Леннарт виновато поджимает губы:
— Нет.
— Почему?
— Думаете, надо было? Детство остается в детстве, разве не так?
— Не всегда, — я отказываюсь от мысли о второй чашке кофе, потому что мы рискуем опоздать на праздник. — Очень часто детство не дает нам свободно вздохнуть до конца жизни…
Подавшись ко мне, он заглядывает в глаза:
— У вас было такое детство?
Я улыбаюсь ему и доверяю свой самый страшный секрет:
— У меня вообще не было детства. Я пытаюсь подарить его себе сейчас.
* * *
Он понял мои слова как призыв о помощи. И после праздника в городском парке, где я читала по-русски, а Леннарт пытался переводить, и все это выглядело откровенно глуповато, он потащил меня на Музейный остров, на улицу Далагатан, где чуть ли не целую жизнь провела Астрид Линдгрен. И я смирилась с тем, что она еще долго будет рядом со мной и внутри меня, не такая, какой застыла в бронзовой скульптуре возле музея — трогательная старушка с аккуратными буклями и в шляпке, а почти девчонка, осмелившаяся родить сына, не вступив в брак. Кстати, она отдала своего Ларса на воспитание, когда осталась без гроша… Чем не childfree?!
Упрек несправедлив, сама это понимаю, ведь Астрид забрала своего мальчика, как только вышла замуж, а потом родила и дочь, которая и придумала девочку по имени Пеппи Длинныйчулок. В бреду пневмонии увиделась?
Возле музея нас едва не сбивают с ног толстые шведские школьники. Самый маленький из них отталкивает меня, вместо того чтобы обогнуть, и на бегу получает от меня по заднице. Подпрыгнув, мальчишка оборачивается ко мне и возмущенно лопочет, но Леннарт успокаивающе говорит ему что-то, и тот, ворча, катится дальше.
— У нас не принято бить детей, — говорит мой переводчик. — Я знаю, что в России все по-другому. Но у нас так не делают.
— Я должна была его по головке погладить?
— Можно было сказать ему… Он ведь человек, он понимает слова.
— Сомневаюсь…
— Зачем же вы пишете для детей? — удивляется Леннарт. — Если думаете, что они не понимают слов…
Я смотрю на памятник Астрид:
— А я и не пишу для них, лишь адаптирую для театра. Один раз был грех — написала сказку… Но тогда я больше о своем детстве думала.

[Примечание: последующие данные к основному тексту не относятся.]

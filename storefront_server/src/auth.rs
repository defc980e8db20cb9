//! Bearer-token authentication.
//!
//! Customers sign in with the hosted auth provider, which issues HS256 tokens signed with the project's JWT secret.
//! The server validates those with the same secret. Admins log in against this server, which issues tokens of the same
//! shape carrying the `admin` role.
use std::future::{ready, Ready};

use actix_web::{dev::Payload, http::header, web, FromRequest, HttpMessage, HttpRequest};
use chrono::Duration;
use hmac::{Hmac, Mac};
use jwt_compact::{
    alg::{Hs256, Hs256Key},
    prelude::*,
};
use log::*;
use rand::RngCore;
use serde::{Deserialize, Serialize};
use sf_common::Secret;
use sha2::Sha256;
use storefront_engine::db_types::Role;

use crate::{config::AuthConfig, errors::AuthError};

type HmacSha256 = Hmac<Sha256>;

#[derive(Debug, Clone, PartialEq, Eq, Serialize, Deserialize)]
pub struct JwtClaims {
    /// The user id assigned by the auth provider. For admins, the admin username.
    pub sub: String,
    #[serde(default)]
    pub email: Option<String>,
    /// Tokens without roles belong to customers.
    #[serde(default)]
    pub roles: Vec<Role>,
}

impl JwtClaims {
    pub fn customer<S: Into<String>>(user_id: S, email: Option<String>) -> Self {
        Self { sub: user_id.into(), email, roles: vec![Role::Customer] }
    }

    pub fn admin<S: Into<String>>(username: S) -> Self {
        Self { sub: username.into(), email: None, roles: vec![Role::Admin] }
    }

    pub fn is_admin(&self) -> bool {
        self.roles.contains(&Role::Admin)
    }

    pub fn has_roles(&self, required: &[Role]) -> bool {
        required.iter().all(|r| match r {
            // Every signed-in user is a customer
            Role::Customer => true,
            Role::Admin => self.is_admin(),
        })
    }
}

pub struct TokenIssuer {
    key: Hs256Key,
    time_options: TimeOptions,
    lifetime: Duration,
}

impl TokenIssuer {
    pub fn new(config: &AuthConfig) -> Self {
        let key = Hs256Key::new(config.jwt_secret.reveal().as_bytes());
        Self { key, time_options: TimeOptions::default(), lifetime: config.token_lifetime }
    }

    pub fn lifetime(&self) -> Duration {
        self.lifetime
    }

    pub fn issue_token(&self, claims: JwtClaims) -> Result<String, AuthError> {
        let claims = Claims::new(claims).set_duration_and_issuance(&self.time_options, self.lifetime);
        let header = Header::empty().with_token_type("JWT");
        Hs256.token(&header, &claims, &self.key).map_err(|e| AuthError::TokenCreation(e.to_string()))
    }

    /// Checks the token's signature and expiry, returning the claims it carries.
    pub fn validate_token(&self, token: &str) -> Result<JwtClaims, AuthError> {
        let untrusted = UntrustedToken::new(token).map_err(|e| AuthError::PoorlyFormattedToken(e.to_string()))?;
        let token: Token<JwtClaims> = Hs256
            .validator::<JwtClaims>(&self.key)
            .validate(&untrusted)
            .map_err(|e| AuthError::ValidationError(e.to_string()))?;
        token.claims().validate_expiration(&self.time_options).map_err(|e| AuthError::ValidationError(e.to_string()))?;
        Ok(token.into_parts().1.custom)
    }
}

/// The admin login, compared in constant time.
#[derive(Clone)]
pub struct AdminCredentials {
    username: String,
    password: Secret<String>,
    key: [u8; 32],
}

impl AdminCredentials {
    pub fn new(config: &AuthConfig) -> Self {
        let mut key = [0u8; 32];
        rand::thread_rng().fill_bytes(&mut key);
        Self { username: config.admin_username.clone(), password: config.admin_password.clone(), key }
    }

    pub fn is_enabled(&self) -> bool {
        !self.username.is_empty() && !self.password.is_empty()
    }

    pub fn check(&self, username: &str, password: &str) -> Result<(), AuthError> {
        if !self.is_enabled() {
            return Err(AuthError::AdminLoginDisabled);
        }
        let user_ok = self.matches(self.username.as_bytes(), username.as_bytes());
        let pass_ok = self.matches(self.password.reveal().as_bytes(), password.as_bytes());
        if user_ok & pass_ok {
            Ok(())
        } else {
            warn!("🔐️ Failed admin login attempt for '{username}'");
            Err(AuthError::InvalidCredentials)
        }
    }

    // Both sides are hashed first so the comparison does not leak the length of the secret.
    fn matches(&self, expected: &[u8], candidate: &[u8]) -> bool {
        let tag = match HmacSha256::new_from_slice(&self.key) {
            Ok(mut mac) => {
                mac.update(expected);
                mac.finalize().into_bytes()
            },
            Err(_) => return false,
        };
        match HmacSha256::new_from_slice(&self.key) {
            Ok(mut mac) => {
                mac.update(candidate);
                mac.verify_slice(&tag).is_ok()
            },
            Err(_) => false,
        }
    }
}

pub fn bearer_token(req: &HttpRequest) -> Option<&str> {
    req.headers()
        .get(header::AUTHORIZATION)
        .and_then(|v| v.to_str().ok())
        .and_then(|v| v.strip_prefix("Bearer ").or_else(|| v.strip_prefix("bearer ")))
        .map(str::trim)
        .filter(|t| !t.is_empty())
}

/// Fetches the caller's claims. The JWT middleware leaves them in the request extensions; outside its scope the bearer
/// header is validated directly.
pub fn claims_from_request(req: &HttpRequest) -> Result<JwtClaims, AuthError> {
    if let Some(claims) = req.extensions().get::<JwtClaims>() {
        return Ok(claims.clone());
    }
    let token = bearer_token(req).ok_or(AuthError::MissingToken)?;
    let issuer = req.app_data::<web::Data<TokenIssuer>>().ok_or_else(|| {
        error!("🔐️ No token issuer has been registered with the server");
        AuthError::ValidationError("Token validation is not available".into())
    })?;
    issuer.validate_token(token)
}

/// Claims for routes that serve guests and signed-in users alike. A token that is present but invalid is still an
/// error, so a customer with an expired session is not silently treated as a guest.
pub fn optional_claims(req: &HttpRequest) -> Result<Option<JwtClaims>, AuthError> {
    match claims_from_request(req) {
        Ok(claims) => Ok(Some(claims)),
        Err(AuthError::MissingToken) => Ok(None),
        Err(e) => Err(e),
    }
}

impl FromRequest for JwtClaims {
    type Error = crate::errors::ServerError;
    type Future = Ready<Result<Self, Self::Error>>;

    fn from_request(req: &HttpRequest, _payload: &mut Payload) -> Self::Future {
        ready(claims_from_request(req).map_err(Into::into))
    }
}
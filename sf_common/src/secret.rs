use std::{
    fmt,
    fmt::{Debug, Display},
};

/// Holds a credential (API key, signing secret, password) so that it never leaks into logs.
#[derive(Clone, Default, PartialEq, Eq)]
pub struct Secret<T>
where T: Clone + Default
{
    value: T,
}

impl<T: Clone + Default> Secret<T> {
    pub fn new(value: T) -> Self {
        Self { value }
    }

    pub fn reveal(&self) -> &T {
        &self.value
    }
}

impl Secret<String> {
    pub fn is_empty(&self) -> bool {
        self.value.is_empty()
    }
}

impl<T: Clone + Default> From<T> for Secret<T> {
    fn from(value: T) -> Self {
        Self::new(value)
    }
}

impl<T: Clone + Default> Debug for Secret<T> {
    fn fmt(&self, f: &mut fmt::Formatter<'_>) -> fmt::Result {
        f.write_str("****")
    }
}

impl<T: Clone + Default> Display for Secret<T> {
    fn fmt(&self, f: &mut fmt::Formatter<'_>) -> fmt::Result {
        f.write_str("****")
    }
}
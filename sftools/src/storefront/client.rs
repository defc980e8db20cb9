use anyhow::{anyhow, Result};
use log::{debug, info};
use reqwest::{
    header::{HeaderMap, HeaderValue},
    Client,
    Response,
    StatusCode,
};
use serde::de::DeserializeOwned;
use storefront_engine::db_types::{Order, OrderNumber, ShippingStatus};
use storefront_server::data_objects::{
    AccessTokenResponse,
    AdminLoginRequest,
    OrderSearchParams,
    ShippingStatusUpdate,
};
use url::Url;

pub struct StorefrontClient {
    client: Client,
    server: Url,
    access_token: String,
}

impl StorefrontClient {
    pub fn new(server: &str) -> Result<Self> {
        let server = Url::parse(server).map_err(|e| anyhow!("'{server}' is not a valid server URL. {e}"))?;
        let mut headers = HeaderMap::new();
        headers.insert("Accept", HeaderValue::from_static("application/json"));
        let client =
            Client::builder().user_agent("Storefront Operator Tools").default_headers(headers).build()?;
        Ok(StorefrontClient { client, server, access_token: String::new() })
    }

    pub fn with_token<S: Into<String>>(mut self, token: S) -> Self {
        self.access_token = token.into();
        self
    }

    pub fn server(&self) -> &str {
        self.server.as_str()
    }

    pub fn url(&self, path: &str) -> Result<Url> {
        self.server.join(path).map_err(|e| anyhow!("Failed to join URL: {}", e))
    }

    pub async fn health(&self) -> Result<String> {
        let url = self.url("/health")?;
        let res = self.client.get(url).send().await?;
        Ok(res.text().await?)
    }

    /// Exchanges the admin credentials for a bearer token, and keeps the token for later calls.
    pub async fn admin_login(&mut self, username: &str, password: &str) -> Result<AccessTokenResponse> {
        let url = self.url("/auth/admin")?;
        let body = AdminLoginRequest { username: username.to_string(), password: password.to_string() };
        let res = self.client.post(url).json(&body).send().await?;
        match res.status() {
            StatusCode::OK => {
                let token: AccessTokenResponse = res.json().await?;
                info!("Logged in to {} as {username}", self.server);
                self.access_token = token.access_token.clone();
                Ok(token)
            },
            StatusCode::UNAUTHORIZED => Err(anyhow!("The username or password is incorrect")),
            StatusCode::FORBIDDEN => Err(anyhow!("Admin login is disabled on this server")),
            _ => Err(anyhow!("Admin login failed. {}", res.text().await?)),
        }
    }

    pub async fn search_orders(&self, params: &OrderSearchParams) -> Result<Vec<Order>> {
        let url = self.url("/api/admin/orders")?;
        let res = self.client.get(url).bearer_auth(&self.access_token).query(params).send().await?;
        read_json(res, "searching orders").await
    }

    pub async fn update_shipping(
        &self,
        order_number: &OrderNumber,
        status: ShippingStatus,
        tracking_number: Option<String>,
    ) -> Result<Order> {
        let url = self.url(&format!("/api/admin/orders/{order_number}/shipping"))?;
        let body = ShippingStatusUpdate { status, tracking_number };
        let res = self.client.patch(url).bearer_auth(&self.access_token).json(&body).send().await?;
        read_json(res, "updating the shipping status").await
    }
}

async fn read_json<T: DeserializeOwned>(res: Response, action: &str) -> Result<T> {
    let status = res.status();
    debug!("Server replied {status} while {action}");
    match status {
        s if s.is_success() => Ok(res.json().await?),
        StatusCode::UNAUTHORIZED => Err(anyhow!("Not logged in, or the token has expired. Run `sftools admin-token`")),
        StatusCode::FORBIDDEN => Err(anyhow!("This token does not carry the admin role")),
        _ => {
            let msg = res.text().await?;
            Err(anyhow!("Error {action}: {msg}"))
        },
    }
}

Мимо застывшей в бронзе писательницы прохожу с почтением: все-таки она подкормила меня своей сказкой о Рони. На раскрытую книгу, в которую заглядывает бронзовая же птица, кто-то положил последние полевые цветы… Сами собирали, или здесь продают такие? Почему-то мне хочется как можно реже обращаться к Леннарту с вопросами, лучше просто идти рядом с ним, вместе забраться в вагончик, который повезет по музею сказочных героев, и молча слушать то, что рассказывает по-русски невидимый гид, вызываемый к жизни нажатием кнопки…

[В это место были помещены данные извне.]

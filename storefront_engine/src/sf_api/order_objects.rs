use serde::{Deserialize, Serialize};
use sf_common::Cents;

use crate::db_types::{NewShippingAddress, OrderNumber, PaymentMethod, PaymentStatus};

pub const MAX_LINE_QUANTITY: i64 = 99;

#[derive(Debug, Clone, Copy, PartialEq, Eq, Serialize, Deserialize)]
pub struct CartItem {
    pub product_id: i64,
    pub quantity: i64,
}

impl CartItem {
    pub fn new(product_id: i64, quantity: i64) -> Self {
        Self { product_id, quantity }
    }
}

/// A cart line priced from the catalog.
#[derive(Debug, Clone, PartialEq, Eq, Serialize, Deserialize)]
pub struct QuotedLine {
    pub product_id: i64,
    pub slug: String,
    pub name: String,
    pub unit_price: Cents,
    pub quantity: i64,
    pub line_total: Cents,
}

#[derive(Debug, Clone, PartialEq, Eq, Serialize, Deserialize)]
pub struct CartQuote {
    pub lines: Vec<QuotedLine>,
    pub subtotal: Cents,
    pub shipping_cost: Cents,
    pub total: Cents,
}

/// Flat-rate shipping, waived when the subtotal reaches `free_threshold`.
#[derive(Debug, Clone, Copy, PartialEq, Eq, Serialize, Deserialize)]
pub struct ShippingRates {
    pub flat_rate: Cents,
    pub free_threshold: Option<Cents>,
}

impl Default for ShippingRates {
    fn default() -> Self {
        Self { flat_rate: Cents::from(1500), free_threshold: Some(Cents::from_dollars(200)) }
    }
}

impl ShippingRates {
    pub fn cost_for(&self, subtotal: Cents) -> Cents {
        match self.free_threshold {
            Some(threshold) if subtotal >= threshold => Cents::default(),
            _ => self.flat_rate,
        }
    }
}

#[derive(Debug, Clone, PartialEq, Eq, Serialize, Deserialize)]
pub struct CheckoutRequest {
    /// Set by the server from the bearer token. Never taken from the request body.
    #[serde(skip)]
    pub user_id: Option<String>,
    #[serde(default)]
    pub email: Option<String>,
    pub items: Vec<CartItem>,
    pub shipping_address: NewShippingAddress,
    pub payment_method: PaymentMethod,
    #[serde(default)]
    pub notes: Option<String>,
}

/// The verified result of a Stripe checkout session, as far as the order is concerned.
#[derive(Debug, Clone, PartialEq, Eq, Serialize, Deserialize)]
pub struct CardOutcome {
    pub session_id: String,
    pub order_number: Option<OrderNumber>,
    pub payment_intent: Option<String>,
    pub status: PaymentStatus,
}

/// The asset a Solana Pay request is denominated in.
#[derive(Debug, Clone, PartialEq, Eq, Serialize, Deserialize)]
pub enum SolanaAsset {
    /// Native SOL, priced through the latest `SOL` exchange rate.
    Sol,
    /// An SPL token pegged 1:1 to the US dollar (e.g. USDC).
    UsdToken { mint: String, decimals: u8 },
}

pub const SOL_DECIMALS: u8 = 9;

impl SolanaAsset {
    pub fn decimals(&self) -> u8 {
        match self {
            Self::Sol => SOL_DECIMALS,
            Self::UsdToken { decimals, .. } => *decimals,
        }
    }

    pub fn mint(&self) -> Option<&str> {
        match self {
            Self::Sol => None,
            Self::UsdToken { mint, .. } => Some(mint.as_str()),
        }
    }
}
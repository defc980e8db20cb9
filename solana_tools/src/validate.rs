use log::*;

use crate::{
    rpc::{ConfirmedTransaction, SignatureInfo, TokenBalance, TransactionMeta},
    Pubkey,
    SolanaError,
    SolanaRpcClient,
    TransferRequest,
    ValidationError,
};

/// The most signatures fetched for one reference key.
pub const REFERENCE_PAGE_SIZE: usize = 100;

/// Finds the transactions that include `reference` among their accounts, oldest first.
///
/// The reference key is public once the payment link is shown, so anyone can add it to a later transaction. The
/// caller must check each candidate in turn rather than trust the newest one.
pub async fn find_reference(client: &SolanaRpcClient, reference: &Pubkey) -> Result<Vec<SignatureInfo>, SolanaError> {
    let mut signatures = client.get_signatures_for_address(reference, REFERENCE_PAGE_SIZE).await?;
    signatures.reverse();
    match signatures.first() {
        Some(sig) => {
            debug!("◎ Reference {reference} found in {} transactions, first {}", signatures.len(), sig.signature)
        },
        None => trace!("◎ No transaction carries reference {reference} yet"),
    }
    Ok(signatures)
}

/// Checks that a confirmed transaction satisfies the transfer request: it succeeded, it includes every reference key,
/// and the recipient's balance grew by at least the requested amount. For SPL tokens only the token accounts owned by
/// the recipient for the requested mint are counted.
pub fn validate_transfer(tx: &ConfirmedTransaction, request: &TransferRequest) -> Result<(), ValidationError> {
    let meta = tx.meta.as_ref().ok_or(ValidationError::MissingMeta)?;
    if let Some(err) = &meta.err {
        return Err(ValidationError::TransactionFailed(err.to_string()));
    }
    let expected = request.amount.ok_or(ValidationError::MissingAmount)?.base_units;
    for reference in &request.references {
        if tx.account_index(reference).is_none() {
            return Err(ValidationError::ReferenceMissing(reference.to_string()));
        }
    }
    let received = match &request.spl_token {
        None => lamports_received(tx, meta, &request.recipient)?,
        Some(mint) => tokens_received(meta, &request.recipient, mint)?,
    };
    if received < i128::from(expected) {
        return Err(ValidationError::AmountTooLow { expected, actual: received });
    }
    trace!("◎ Transfer of {received} base units to {} is valid", request.recipient);
    Ok(())
}

fn lamports_received(
    tx: &ConfirmedTransaction,
    meta: &TransactionMeta,
    recipient: &Pubkey,
) -> Result<i128, ValidationError> {
    let not_found = || ValidationError::RecipientNotFound(recipient.to_string());
    let index = tx.account_index(recipient).ok_or_else(not_found)?;
    let pre = meta.pre_balances.get(index).ok_or_else(not_found)?;
    let post = meta.post_balances.get(index).ok_or_else(not_found)?;
    Ok(i128::from(*post) - i128::from(*pre))
}

fn tokens_received(meta: &TransactionMeta, recipient: &Pubkey, mint: &Pubkey) -> Result<i128, ValidationError> {
    let recipient_str = recipient.to_string();
    let mint_str = mint.to_string();
    let belongs = |b: &&TokenBalance| b.mint == mint_str && b.owner.as_deref() == Some(recipient_str.as_str());
    let empty = Vec::new();
    let post = meta.post_token_balances.as_ref().unwrap_or(&empty);
    let pre = meta.pre_token_balances.as_ref().unwrap_or(&empty);
    let accounts = post.iter().filter(belongs).collect::<Vec<_>>();
    if accounts.is_empty() {
        return Err(ValidationError::RecipientNotFound(recipient_str));
    }
    let received = accounts
        .into_iter()
        .map(|after| {
            // A token account created by this transaction has no pre-balance entry.
            let before = pre
                .iter()
                .filter(belongs)
                .find(|b| b.account_index == after.account_index)
                .map(|b| b.ui_token_amount.base_units())
                .unwrap_or_default();
            i128::from(after.ui_token_amount.base_units()) - i128::from(before)
        })
        .sum();
    Ok(received)
}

Леннарт сам задает вопрос:
— Почему русские так любят Карлсона? Вы спросили о нем… И многие туристы из Москвы первым делом спрашивают, как найти крышу… Ту, где жил Карлсон. Чем он так нравится вам?
— В смысле, что он ленивый, толстый, безалаберный и банками лопает варенье? Вы читали наши сказки, Леннарт? Карлсон — вылитый герой русских сказок. Наш человек, понимаете?
Он косится на меня с сомнением:
— Вы не толстая и не ленивая. Я видел список книг, которые вы написали. Ленивый столько не напишет.
— Мне просто в кайф этим заниматься, понимаете? Если бы мне приходилось… Ну, не знаю! За прилавком стоять… В конторе сидеть… Или тем более учителем работать! Я тоже отлынивала бы от работы, как могла. А писать — это же такое наслаждение! Состояние влюбленности знаете? Ну, конечно, знаете… Вот то же самое я испытываю, когда пишу и получается. Хотя кому я рассказываю, — спохватываюсь я. — Вы же поэт, Леннарт! Сами все это знаете.